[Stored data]
----------

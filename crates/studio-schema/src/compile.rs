//! # Descriptor Compiler
//!
//! Turns a [`SchemaNode`] graph into a [`SchemaDescriptor`] tree.
//!
//! Compilation is total: every variant is handled by an exhaustive match,
//! and unsupported kinds are cut off at their own position without looking
//! inside them. Because a lazily evaluated node is never expanded, a
//! self-referential graph compiles in a single bounded pass.
//!
//! Each cut-off raises a non-fatal diagnostic: a `tracing` warning naming
//! the descriptor path, plus a [`Degradation`] entry in the
//! [`CompileReport`] for callers that want to surface it.

use indexmap::IndexMap;

use crate::descriptor::{CheckDescriptor, SchemaDescriptor, TypeName};
use crate::node::{Check, SchemaNode, UnsupportedNode};

/// One position where compilation emitted an unsupported descriptor.
#[derive(Debug, Clone, PartialEq, Eq)]
pub struct Degradation {
    /// Dotted path from the root (`$`) to the truncated node.
    pub path: String,
    /// Source kind that could not be introspected.
    pub kind: String,
}

/// A compiled descriptor together with its diagnostics.
#[derive(Debug, Clone)]
pub struct CompileReport {
    pub descriptor: SchemaDescriptor,
    pub degradations: Vec<Degradation>,
}

/// Compile a schema graph into its descriptor.
pub fn compile(node: &SchemaNode) -> SchemaDescriptor {
    compile_with_report(node).descriptor
}

/// Compile a schema graph and return the degradations alongside it.
pub fn compile_with_report(node: &SchemaNode) -> CompileReport {
    let mut compiler = Compiler::default();
    let descriptor = compiler.compile(node);
    CompileReport {
        descriptor,
        degradations: compiler.degradations,
    }
}

#[derive(Default)]
struct Compiler {
    path: Vec<String>,
    degradations: Vec<Degradation>,
}

impl Compiler {
    fn compile(&mut self, node: &SchemaNode) -> SchemaDescriptor {
        let mut out = SchemaDescriptor::bare(node.type_name());
        match node {
            SchemaNode::Scalar(scalar) => {
                out.checks = scalar
                    .checks
                    .as_ref()
                    .map(|checks| checks.iter().map(compile_check).collect());
                out.coerce = scalar.coerce;
            }
            SchemaNode::Array(array) => {
                out.element = Some(self.child("type", &array.element));
                out.exact_length = Some(array.exact_length.clone());
                out.min_length = Some(array.min_length.clone());
                out.max_length = Some(array.max_length.clone());
            }
            SchemaNode::Object(object) => {
                let mut shape = IndexMap::with_capacity(object.shape.len());
                for (key, field) in &object.shape {
                    self.path.push(format!("shape.{key}"));
                    let compiled = self.compile(field);
                    self.path.pop();
                    shape.insert(key.clone(), compiled);
                }
                out.shape = Some(shape);
                out.unknown_keys = object.unknown_keys;
                out.catchall = object.catchall.as_ref().map(|c| self.child("catchall", c));
            }
            SchemaNode::Union(union) => {
                out.options = Some(self.children("options", &union.options));
                out.discriminator = union.discriminator.clone();
            }
            SchemaNode::Intersection { left, right } => {
                out.left = Some(self.child("left", left));
                out.right = Some(self.child("right", right));
            }
            SchemaNode::Tuple(tuple) => {
                out.items = Some(self.children("items", &tuple.items));
                out.rest = tuple.rest.as_ref().map(|r| self.child("rest", r));
            }
            SchemaNode::Record {
                key_type,
                value_type,
            }
            | SchemaNode::Map {
                key_type,
                value_type,
            } => {
                out.key_type = Some(self.child("keyType", key_type));
                out.value_type = Some(self.child("valueType", value_type));
            }
            SchemaNode::Set(set) => {
                out.value_type = Some(self.child("valueType", &set.value_type));
                out.min_size = Some(set.min_size.clone());
                out.max_size = Some(set.max_size.clone());
            }
            SchemaNode::Literal(value) => out.value = Some(value.clone()),
            SchemaNode::Enum(values) => out.values = Some(values.clone().into()),
            SchemaNode::NativeEnum(values) => out.values = Some(values.clone()),
            SchemaNode::Effects { schema, .. } => out.schema = Some(self.child("schema", schema)),
            SchemaNode::Optional(inner)
            | SchemaNode::Nullable(inner)
            | SchemaNode::Catch(inner)
            | SchemaNode::Readonly(inner) => out.inner_type = Some(self.child("innerType", inner)),
            SchemaNode::Default { inner, default } => {
                out.inner_type = Some(self.child("innerType", inner));
                out.default_value = Some(default.evaluate());
            }
            SchemaNode::Pipeline { input, .. } => out.input = Some(self.child("in", input)),
            SchemaNode::Unsupported(unsupported) => self.degrade(unsupported),
        }
        out
    }

    fn child(&mut self, segment: &str, node: &SchemaNode) -> Box<SchemaDescriptor> {
        self.path.push(segment.to_string());
        let compiled = self.compile(node);
        self.path.pop();
        Box::new(compiled)
    }

    fn children(&mut self, segment: &str, nodes: &[SchemaNode]) -> Vec<SchemaDescriptor> {
        nodes
            .iter()
            .enumerate()
            .map(|(i, node)| {
                self.path.push(format!("{segment}.{i}"));
                let compiled = self.compile(node);
                self.path.pop();
                compiled
            })
            .collect()
    }

    fn degrade(&mut self, node: &UnsupportedNode) {
        let path = self.current_path();
        tracing::warn!(
            path = %path,
            kind = node.label(),
            "schema node cannot be introspected, emitting {}",
            TypeName::Unsupported
        );
        self.degradations.push(Degradation {
            path,
            kind: node.label().to_string(),
        });
    }

    fn current_path(&self) -> String {
        std::iter::once("$")
            .chain(self.path.iter().map(String::as_str))
            .collect::<Vec<_>>()
            .join(".")
    }
}

fn compile_check(check: &Check) -> CheckDescriptor {
    CheckDescriptor {
        kind: check.kind.clone(),
        params: check.params.clone(),
        message: check.message.clone(),
    }
}

#[cfg(test)]
mod tests {
    use std::sync::atomic::{AtomicUsize, Ordering};
    use std::sync::Arc;

    use serde_json::{json, Value};

    use super::*;
    use crate::node::{
        ArrayNode, Check, DefaultValue, LengthBound, ObjectNode, ScalarKind, SetNode, TupleNode,
        UnknownKeys,
    };

    fn to_json(node: &SchemaNode) -> Value {
        serde_json::to_value(compile(node)).unwrap()
    }

    #[test]
    fn scalar_copies_checks_and_coerce() {
        let node = SchemaNode::string()
            .with_check(Check::new("min").with_param("value", 3).with_message("too short"))
            .with_check(Check::new("regex").with_param("regex", "^[a-z]+$"));
        assert_eq!(
            to_json(&node),
            json!({
                "typeName": "ZodString",
                "checks": [
                    {"kind": "min", "value": 3, "message": "too short"},
                    {"kind": "regex", "regex": "^[a-z]+$"}
                ],
                "coerce": false
            })
        );
    }

    #[test]
    fn check_predicate_is_dropped() {
        let node = SchemaNode::number().with_check(
            Check::new("custom").with_predicate(Arc::new(|v: &Value| v.is_number())),
        );
        let json = to_json(&node);
        assert_eq!(json["checks"][0], json!({"kind": "custom"}));
    }

    #[test]
    fn scalar_without_fields_stays_bare() {
        assert_eq!(
            to_json(&SchemaNode::scalar(ScalarKind::Null)),
            json!({"typeName": "ZodNull"})
        );
    }

    #[test]
    fn object_shape_keeps_declaration_order() {
        let node = SchemaNode::object([
            ("zeta", SchemaNode::string()),
            ("alpha", SchemaNode::number()),
            ("mid", SchemaNode::boolean()),
        ]);
        let descriptor = compile(&node);
        let keys: Vec<_> = descriptor.shape.unwrap().keys().cloned().collect();
        assert_eq!(keys, ["zeta", "alpha", "mid"]);
    }

    #[test]
    fn object_catchall_presence_is_mirrored() {
        let without = to_json(&SchemaNode::object([("a", SchemaNode::string())]));
        assert!(without.get("catchall").is_none());
        assert_eq!(without["unknownKeys"], "strip");

        let with = to_json(&SchemaNode::Object(ObjectNode {
            shape: Default::default(),
            unknown_keys: Some(UnknownKeys::Passthrough),
            catchall: Some(Box::new(SchemaNode::number())),
        }));
        assert_eq!(with["catchall"]["typeName"], "ZodNumber");
        assert_eq!(with["unknownKeys"], "passthrough");
    }

    #[test]
    fn array_bounds_are_always_present() {
        let node = SchemaNode::Array(ArrayNode {
            element: Box::new(SchemaNode::string()),
            exact_length: None,
            min_length: Some(LengthBound {
                value: 1,
                message: Some("at least one".into()),
            }),
            max_length: None,
        });
        assert_eq!(
            to_json(&node),
            json!({
                "typeName": "ZodArray",
                "type": {"typeName": "ZodString", "checks": [], "coerce": false},
                "exactLength": null,
                "minLength": {"value": 1, "message": "at least one"},
                "maxLength": null
            })
        );
    }

    #[test]
    fn tuple_rest_only_when_declared() {
        let node = SchemaNode::Tuple(TupleNode {
            items: vec![SchemaNode::string(), SchemaNode::number()],
            rest: None,
        });
        let json = to_json(&node);
        assert_eq!(json["items"].as_array().unwrap().len(), 2);
        assert!(json.get("rest").is_none());
    }

    #[test]
    fn set_compiles_value_type_and_sizes() {
        let node = SchemaNode::Set(SetNode {
            value_type: Box::new(SchemaNode::string()),
            min_size: None,
            max_size: Some(LengthBound::new(4)),
        });
        let json = to_json(&node);
        assert_eq!(json["valueType"]["typeName"], "ZodString");
        assert_eq!(json["minSize"], Value::Null);
        assert_eq!(json["maxSize"]["value"], 4);
        assert!(json.get("keyType").is_none());
    }

    #[test]
    fn default_thunk_is_evaluated_eagerly_once() {
        let calls = Arc::new(AtomicUsize::new(0));
        let counter = calls.clone();
        let node = SchemaNode::string().with_default(DefaultValue::Thunk(Arc::new(move || {
            counter.fetch_add(1, Ordering::SeqCst);
            json!("anonymous")
        })));
        let json = to_json(&node);
        assert_eq!(json["defaultValue"], "anonymous");
        assert_eq!(json["innerType"]["typeName"], "ZodString");
        assert_eq!(calls.load(Ordering::SeqCst), 1);
    }

    #[test]
    fn literal_null_value_is_kept() {
        let json = to_json(&SchemaNode::Literal(Value::Null));
        assert_eq!(json, json!({"typeName": "ZodLiteral", "value": null}));
    }

    #[test]
    fn pipeline_compiles_input_side_only() {
        let node = SchemaNode::Pipeline {
            input: Box::new(SchemaNode::string()),
            output: Box::new(SchemaNode::number()),
        };
        let json = to_json(&node);
        assert_eq!(json["in"]["typeName"], "ZodString");
        assert!(json.get("out").is_none());
    }

    #[test]
    fn unsupported_subtree_is_truncated_and_siblings_survive() {
        let node = SchemaNode::object([
            ("callback", SchemaNode::Unsupported(UnsupportedNode::Function)),
            ("name", SchemaNode::string()),
        ]);
        let report = compile_with_report(&node);
        let shape = report.descriptor.shape.as_ref().unwrap();
        assert!(shape["callback"].is_unsupported());
        assert_eq!(shape["name"].type_name, TypeName::String);
        assert_eq!(
            report.degradations,
            vec![Degradation {
                path: "$.shape.callback".into(),
                kind: "ZodFunction".into(),
            }]
        );
    }

    #[test]
    fn self_referential_lazy_terminates() {
        fn category() -> SchemaNode {
            SchemaNode::object([
                ("name", SchemaNode::string()),
                ("children", SchemaNode::array(SchemaNode::lazy(category))),
            ])
        }
        let report = compile_with_report(&category());
        let json = serde_json::to_value(&report.descriptor).unwrap();
        assert_eq!(
            json["shape"]["children"]["type"],
            json!({"typeName": "StudioUnsupportedType"})
        );
        assert_eq!(report.degradations[0].path, "$.shape.children.type");
        assert_eq!(report.degradations[0].kind, "ZodLazy");
    }

    #[test]
    fn union_paths_include_option_index() {
        let node = SchemaNode::union(vec![
            SchemaNode::string(),
            SchemaNode::Unsupported(UnsupportedNode::Promise),
        ]);
        let report = compile_with_report(&node);
        assert_eq!(report.degradations[0].path, "$.options.1");
    }

    #[test]
    fn compile_is_idempotent() {
        let node = SchemaNode::object([
            ("id", SchemaNode::number().optional()),
            ("tags", SchemaNode::array(SchemaNode::string()).nullable()),
            ("self", SchemaNode::lazy(SchemaNode::string)),
        ]);
        let first = serde_json::to_vec(&compile(&node)).unwrap();
        let second = serde_json::to_vec(&compile(&node)).unwrap();
        assert_eq!(first, second);
    }
}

----------

■ **What to work on**
Extract the first line above and each line after it up to and including the one with "pub struct Degradation", please, exactly and with nothing else.

■ **Written answer**
filename crates/studio-schema/src/compile.rs
//! # Descriptor Compiler
//!
//! Turns a [`SchemaNode`] graph into a [`SchemaDescriptor`] tree.
//!
//! Compilation is total: every variant is handled by an exhaustive match,
//! and unsupported kinds are cut off at their own position without looking
//! inside them. Because a lazily evaluated node is never expanded, a
//! self-referential graph compiles in a single bounded pass.
//!
//! Each cut-off raises a non-fatal diagnostic: a `tracing` warning naming
//! the descriptor path, plus a [`Degradation`] entry in the
//! [`CompileReport`] for callers that want to surface it.

use indexmap::IndexMap;

use crate::descriptor::{CheckDescriptor, SchemaDescriptor, TypeName};
use crate::node::{Check, SchemaNode, UnsupportedNode};

/// One position where compilation emitted an unsupported descriptor.
#[derive(Debug, Clone, PartialEq, Eq)]
pub struct Degradation {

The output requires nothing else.